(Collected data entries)

————————

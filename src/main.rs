//! Pokedex CLI - Explore the PokeAPI catalog from an interactive prompt
//!
//! Responses are cached in memory for a short TTL so paging back and forth or
//! inspecting the same pokemon again does not hit the network.

use std::io;

use clap::Parser;
use tracing_subscriber::EnvFilter;

use pokedex::cli::{Cli, StartupConfig};
use pokedex::repl;
use pokedex::session::Session;

/// Installs the stderr log subscriber, honouring `RUST_LOG` when set
fn setup_logging(verbose: bool) {
    let default_level = if verbose { "debug" } else { "warn" };
    let filter = EnvFilter::try_from_default_env().unwrap_or_else(|_| EnvFilter::new(default_level));

    tracing_subscriber::fmt()
        .with_env_filter(filter)
        .with_writer(io::stderr)
        .init();
}

#[tokio::main]
async fn main() -> Result<(), Box<dyn std::error::Error>> {
    let cli = Cli::parse();
    let config = match StartupConfig::from_cli(&cli) {
        Ok(config) => config,
        Err(e) => {
            eprintln!("error: {}", e);
            std::process::exit(2);
        }
    };

    setup_logging(config.verbose);
    tracing::debug!(?config, "starting session");

    let mut session = Session::new(&config);
    let stdin = tokio::io::BufReader::new(tokio::io::stdin());
    let mut stdout = io::stdout();

    let result = repl::run(&mut session, stdin, &mut stdout).await;

    session.shutdown().await;
    result?;

    Ok(())
}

————————

### ACTION ITEM
Where the word "await" shows up in a line of the records above, count that line; then give the count by itself.

### REPLY
2